Thinktank underlines 'gulf' between English schools and world's best
There is a “gulf” between the performance of England’s schools and the best in the world, a new analysis of GCSE outcomes has concluded.
The Education Policy Institute (EPI) found that for England to match the best in the world, the proportion of children averaging a “strong pass” across eight subjects would have to rise by a quarter – an extra 60,000 pupils.
The thinktank singled out the difference in maths, where it said England faced an “immense challenge” to reach the heights of other countries.
To close the gap with the best the average attainment would have to rise by two-thirds of a grade, amounting to another 96,000 children achieving top grades of A* to B and 60,000 fewer pupils getting lower than a C.
The difference in performance in reading was less pronounced, with an extra 42,000 pupils needing a top grade in English and 42,000 fewer getting lower than a “strong pass” to meet the top standards internationally.

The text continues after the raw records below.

//! Errors raised while turning raw records into a task collection.
//!
//! Only required fields produce errors. Optional fields that cannot be
//! interpreted (an unparseable `due_date`, for example) are dropped by the
//! loader instead.

use thiserror::Error;

use crate::task::TaskId;

#[derive(Debug, Error)]
pub enum TaskError {
  /// The input is neither a JSON array nor JSON lines of objects.
  #[error(
    "task collection must be a JSON \
     array of task objects"
  )]
  NotACollection,

  /// A record at `index` is not a JSON object.
  #[error(
    "task record {index} is not an \
     object"
  )]
  NotAnObject { index: usize },

  #[error(
    "task record {index} is missing \
     required field `{field}`"
  )]
  MissingField {
    index: usize,
    field: &'static str
  },

  #[error(
    "task record {index} has invalid \
     `{field}`: {value}"
  )]
  InvalidField {
    index: usize,
    field: &'static str,
    value: String
  },

  #[error(
    "task record {index} has an empty \
     `title`"
  )]
  EmptyTitle { index: usize },

  #[error(
    "duplicate task id in collection: \
     {id}"
  )]
  DuplicateId { id: TaskId },

  #[error(
    "task {id} has `updated_at` before \
     `created_at`"
  )]
  UpdatedBeforeCreated { id: TaskId },

  #[error(
    "failed parsing task json on line \
     {line}"
  )]
  Json {
    line:   usize,
    #[source]
    source: serde_json::Error
  }
}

David Laws, the EPI’s executive chairman and a former education minister, said the Government was right to redefine a “strong pass” as a grade 5 on the new scale of 9-1, rather than a C under the old system.
“This analysis highlights the gulf between education outcomes in England and the performance of the world's best education nations,” he said.
“In certain subjects, such as maths, England needs both to significantly raise the number of top performers and almost halve the number of low performers if it is to compete with the world's best.”
The EPI also looked at regional discrepancies and concluded that outcomes from London’s schools were better, with 45% averaging the “strong pass” benchmark across eight subjects, while in other parts of the country less than a third met that threshold.
While Scottish and Northern Irish schools lagged “just behind” England in maths and reading performance, Mr Laws drew attention to the “shockingly bad” outcomes of Welsh schools.
For Wales to meet world-leading standards in maths, the proportion of pupils getting a top grade would have to rise by more than a half and the proportion getting less than a C on current standards would need to reduce by 50%.
The Department for Education said its reforms were "raising standards" across the school system.
“There are now 1.8 million more children in good or outstanding schools than in 2010. This report underlines the importance of our reforms in creating new gold-standard GCSEs, benchmarked against the best education systems in the world.
“Over the last six years we have incorporated the best features of successful curricula and qualifications from the around the world into our education system and signalled our intent to continue raising standards with the introduction of a standard and strong pass at GCSE.
"This is complemented by our ongoing investment in apprenticeships and the technical education system. We will continue to work with the teaching profession to ensure there is no limit on any child’s potential.”